Saved entries:
--- START ---
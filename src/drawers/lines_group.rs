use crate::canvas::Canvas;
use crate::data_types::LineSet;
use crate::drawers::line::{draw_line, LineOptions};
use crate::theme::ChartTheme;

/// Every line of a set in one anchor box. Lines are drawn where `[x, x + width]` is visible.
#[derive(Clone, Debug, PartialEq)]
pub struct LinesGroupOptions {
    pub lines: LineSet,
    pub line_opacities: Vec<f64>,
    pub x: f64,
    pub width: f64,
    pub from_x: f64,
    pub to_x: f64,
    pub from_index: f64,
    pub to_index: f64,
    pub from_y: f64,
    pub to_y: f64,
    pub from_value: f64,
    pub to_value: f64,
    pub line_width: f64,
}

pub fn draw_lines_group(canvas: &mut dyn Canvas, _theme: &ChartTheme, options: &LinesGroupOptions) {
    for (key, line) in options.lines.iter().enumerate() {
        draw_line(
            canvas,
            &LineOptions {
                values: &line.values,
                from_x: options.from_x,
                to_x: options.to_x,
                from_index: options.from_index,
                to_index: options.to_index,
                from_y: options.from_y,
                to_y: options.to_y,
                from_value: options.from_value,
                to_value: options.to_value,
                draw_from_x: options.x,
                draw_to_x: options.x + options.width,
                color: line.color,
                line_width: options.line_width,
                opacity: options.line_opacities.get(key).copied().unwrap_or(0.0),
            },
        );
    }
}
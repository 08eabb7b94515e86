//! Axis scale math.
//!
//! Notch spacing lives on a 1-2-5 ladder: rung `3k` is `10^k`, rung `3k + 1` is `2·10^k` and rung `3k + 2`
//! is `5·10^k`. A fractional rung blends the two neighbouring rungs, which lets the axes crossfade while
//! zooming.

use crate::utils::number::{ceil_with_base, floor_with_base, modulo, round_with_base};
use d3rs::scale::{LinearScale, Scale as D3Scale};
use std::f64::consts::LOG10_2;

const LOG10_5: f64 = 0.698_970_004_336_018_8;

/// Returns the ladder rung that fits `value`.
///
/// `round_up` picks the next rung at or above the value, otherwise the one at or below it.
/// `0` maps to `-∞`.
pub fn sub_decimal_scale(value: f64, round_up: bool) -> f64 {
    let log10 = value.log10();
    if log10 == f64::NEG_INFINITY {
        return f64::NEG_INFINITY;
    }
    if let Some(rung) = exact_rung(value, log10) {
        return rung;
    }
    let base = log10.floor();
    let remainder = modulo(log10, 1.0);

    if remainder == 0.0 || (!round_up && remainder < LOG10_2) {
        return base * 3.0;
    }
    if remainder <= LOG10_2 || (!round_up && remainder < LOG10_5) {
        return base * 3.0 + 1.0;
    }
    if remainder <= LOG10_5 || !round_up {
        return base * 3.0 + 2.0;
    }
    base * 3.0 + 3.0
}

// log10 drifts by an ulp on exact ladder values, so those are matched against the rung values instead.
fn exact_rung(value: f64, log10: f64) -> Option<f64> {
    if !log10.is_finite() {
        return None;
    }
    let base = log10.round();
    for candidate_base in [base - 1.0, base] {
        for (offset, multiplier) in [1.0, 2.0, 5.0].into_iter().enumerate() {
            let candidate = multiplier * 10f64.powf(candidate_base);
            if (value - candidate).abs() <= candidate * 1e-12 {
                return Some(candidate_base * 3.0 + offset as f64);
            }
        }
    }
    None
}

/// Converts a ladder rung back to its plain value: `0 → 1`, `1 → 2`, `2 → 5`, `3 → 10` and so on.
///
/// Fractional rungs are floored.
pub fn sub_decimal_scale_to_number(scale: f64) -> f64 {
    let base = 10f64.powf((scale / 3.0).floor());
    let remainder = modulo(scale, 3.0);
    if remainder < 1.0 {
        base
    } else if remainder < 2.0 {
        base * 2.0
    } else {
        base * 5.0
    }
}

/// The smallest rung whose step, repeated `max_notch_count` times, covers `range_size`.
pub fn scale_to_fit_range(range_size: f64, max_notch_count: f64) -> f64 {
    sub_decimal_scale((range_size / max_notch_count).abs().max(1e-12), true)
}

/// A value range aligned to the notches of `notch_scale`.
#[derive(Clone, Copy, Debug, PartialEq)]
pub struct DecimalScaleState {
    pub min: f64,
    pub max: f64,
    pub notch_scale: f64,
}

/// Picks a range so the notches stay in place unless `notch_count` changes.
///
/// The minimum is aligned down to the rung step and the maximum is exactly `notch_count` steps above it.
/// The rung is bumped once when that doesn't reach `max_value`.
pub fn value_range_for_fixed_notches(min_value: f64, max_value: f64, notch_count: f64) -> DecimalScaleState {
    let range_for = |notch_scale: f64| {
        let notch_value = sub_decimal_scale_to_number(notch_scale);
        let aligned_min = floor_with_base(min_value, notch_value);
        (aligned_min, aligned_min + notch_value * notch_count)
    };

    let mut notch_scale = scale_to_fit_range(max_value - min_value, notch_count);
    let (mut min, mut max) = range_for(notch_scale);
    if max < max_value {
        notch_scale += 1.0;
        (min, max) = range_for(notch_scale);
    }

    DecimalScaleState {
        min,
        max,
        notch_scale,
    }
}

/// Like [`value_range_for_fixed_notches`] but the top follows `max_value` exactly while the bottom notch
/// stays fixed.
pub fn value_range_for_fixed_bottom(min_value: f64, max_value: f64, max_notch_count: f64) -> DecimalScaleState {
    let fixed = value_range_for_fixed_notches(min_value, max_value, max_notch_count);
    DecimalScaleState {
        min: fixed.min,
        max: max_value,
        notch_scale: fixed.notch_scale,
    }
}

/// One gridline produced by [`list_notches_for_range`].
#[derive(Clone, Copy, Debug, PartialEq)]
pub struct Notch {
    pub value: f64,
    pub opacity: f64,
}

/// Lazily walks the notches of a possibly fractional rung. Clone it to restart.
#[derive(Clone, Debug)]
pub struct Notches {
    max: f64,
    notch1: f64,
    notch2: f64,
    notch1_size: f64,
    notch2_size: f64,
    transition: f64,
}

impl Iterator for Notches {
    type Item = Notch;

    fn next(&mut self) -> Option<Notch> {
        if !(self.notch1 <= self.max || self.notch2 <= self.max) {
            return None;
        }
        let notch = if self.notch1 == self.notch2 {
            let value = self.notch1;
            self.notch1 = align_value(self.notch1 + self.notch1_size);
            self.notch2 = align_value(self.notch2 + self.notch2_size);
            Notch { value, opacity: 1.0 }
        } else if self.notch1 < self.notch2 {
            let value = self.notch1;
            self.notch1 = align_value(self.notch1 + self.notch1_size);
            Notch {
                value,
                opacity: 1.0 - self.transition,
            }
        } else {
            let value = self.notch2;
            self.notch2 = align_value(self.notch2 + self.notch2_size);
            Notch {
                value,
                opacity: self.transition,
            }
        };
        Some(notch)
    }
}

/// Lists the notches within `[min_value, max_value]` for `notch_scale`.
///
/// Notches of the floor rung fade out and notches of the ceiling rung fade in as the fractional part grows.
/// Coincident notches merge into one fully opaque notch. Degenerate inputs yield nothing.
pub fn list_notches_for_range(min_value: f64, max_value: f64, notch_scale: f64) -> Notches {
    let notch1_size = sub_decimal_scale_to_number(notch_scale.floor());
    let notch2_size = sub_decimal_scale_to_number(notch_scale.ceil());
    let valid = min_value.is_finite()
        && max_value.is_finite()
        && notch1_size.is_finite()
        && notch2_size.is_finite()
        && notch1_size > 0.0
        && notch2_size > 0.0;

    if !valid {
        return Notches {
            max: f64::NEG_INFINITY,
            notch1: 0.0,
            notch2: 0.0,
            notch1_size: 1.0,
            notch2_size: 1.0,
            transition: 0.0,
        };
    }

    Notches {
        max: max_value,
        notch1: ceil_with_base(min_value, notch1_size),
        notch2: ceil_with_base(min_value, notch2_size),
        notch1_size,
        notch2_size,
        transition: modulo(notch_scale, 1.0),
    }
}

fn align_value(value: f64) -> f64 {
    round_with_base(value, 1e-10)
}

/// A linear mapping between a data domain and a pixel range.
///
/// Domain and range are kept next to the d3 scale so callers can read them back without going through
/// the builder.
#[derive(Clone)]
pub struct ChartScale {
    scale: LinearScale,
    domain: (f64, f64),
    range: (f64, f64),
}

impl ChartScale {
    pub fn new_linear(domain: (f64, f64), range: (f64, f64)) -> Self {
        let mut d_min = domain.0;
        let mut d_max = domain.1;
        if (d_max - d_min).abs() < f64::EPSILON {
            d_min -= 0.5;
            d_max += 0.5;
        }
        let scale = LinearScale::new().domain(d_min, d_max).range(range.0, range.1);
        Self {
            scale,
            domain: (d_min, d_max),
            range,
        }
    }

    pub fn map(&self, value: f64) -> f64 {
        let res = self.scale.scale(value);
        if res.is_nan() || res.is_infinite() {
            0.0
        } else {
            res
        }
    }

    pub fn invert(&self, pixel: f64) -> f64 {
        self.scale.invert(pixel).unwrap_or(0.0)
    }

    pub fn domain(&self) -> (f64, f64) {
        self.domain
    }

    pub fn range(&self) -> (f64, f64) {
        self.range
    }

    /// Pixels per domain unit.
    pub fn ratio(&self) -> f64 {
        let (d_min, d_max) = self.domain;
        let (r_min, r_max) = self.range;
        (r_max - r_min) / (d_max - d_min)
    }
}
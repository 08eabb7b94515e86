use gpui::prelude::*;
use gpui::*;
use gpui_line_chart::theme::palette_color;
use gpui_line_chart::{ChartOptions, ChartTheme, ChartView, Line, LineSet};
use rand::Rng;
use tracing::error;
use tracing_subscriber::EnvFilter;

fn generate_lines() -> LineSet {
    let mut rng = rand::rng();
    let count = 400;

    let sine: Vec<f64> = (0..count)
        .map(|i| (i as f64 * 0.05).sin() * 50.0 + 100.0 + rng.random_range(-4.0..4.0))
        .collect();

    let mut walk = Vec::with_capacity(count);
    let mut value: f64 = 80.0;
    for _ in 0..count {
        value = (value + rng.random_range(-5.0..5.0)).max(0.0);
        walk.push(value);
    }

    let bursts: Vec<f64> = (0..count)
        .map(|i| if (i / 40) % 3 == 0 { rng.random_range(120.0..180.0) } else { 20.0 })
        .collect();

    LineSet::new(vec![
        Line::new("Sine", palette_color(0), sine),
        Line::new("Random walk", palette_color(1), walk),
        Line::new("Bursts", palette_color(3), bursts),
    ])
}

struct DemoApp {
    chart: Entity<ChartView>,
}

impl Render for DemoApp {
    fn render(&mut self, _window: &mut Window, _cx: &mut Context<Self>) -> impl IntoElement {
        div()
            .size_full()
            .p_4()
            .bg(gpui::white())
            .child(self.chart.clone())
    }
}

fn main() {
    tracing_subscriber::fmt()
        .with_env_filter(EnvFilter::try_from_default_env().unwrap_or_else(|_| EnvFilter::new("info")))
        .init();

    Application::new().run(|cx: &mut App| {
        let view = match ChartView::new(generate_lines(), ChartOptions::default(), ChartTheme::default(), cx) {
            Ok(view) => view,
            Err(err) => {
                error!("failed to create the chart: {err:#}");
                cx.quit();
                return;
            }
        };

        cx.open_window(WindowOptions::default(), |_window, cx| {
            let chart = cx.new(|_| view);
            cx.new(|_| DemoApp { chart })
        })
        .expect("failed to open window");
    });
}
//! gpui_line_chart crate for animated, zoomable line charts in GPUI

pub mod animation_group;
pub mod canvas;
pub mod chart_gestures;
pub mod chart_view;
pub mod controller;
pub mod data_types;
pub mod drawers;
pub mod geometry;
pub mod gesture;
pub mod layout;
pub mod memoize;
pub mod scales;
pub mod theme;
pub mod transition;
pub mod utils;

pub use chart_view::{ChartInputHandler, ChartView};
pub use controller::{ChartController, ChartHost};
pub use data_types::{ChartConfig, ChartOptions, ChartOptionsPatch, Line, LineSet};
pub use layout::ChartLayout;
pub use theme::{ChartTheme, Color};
--- END ---
What are the lines, exactly as written above, from the line with "cx.open_window(WindowOptions::default(), |_window, cx|" to the line with "pub mod canvas;", both included? Output only those.

        cx.open_window(WindowOptions::default(), |_window, cx| {
            let chart = cx.new(|_| view);
            cx.new(|_| DemoApp { chart })
        })
        .expect("failed to open window");
    });
}
//! gpui_line_chart crate for animated, zoomable line charts in GPUI

pub mod animation_group;
pub mod canvas;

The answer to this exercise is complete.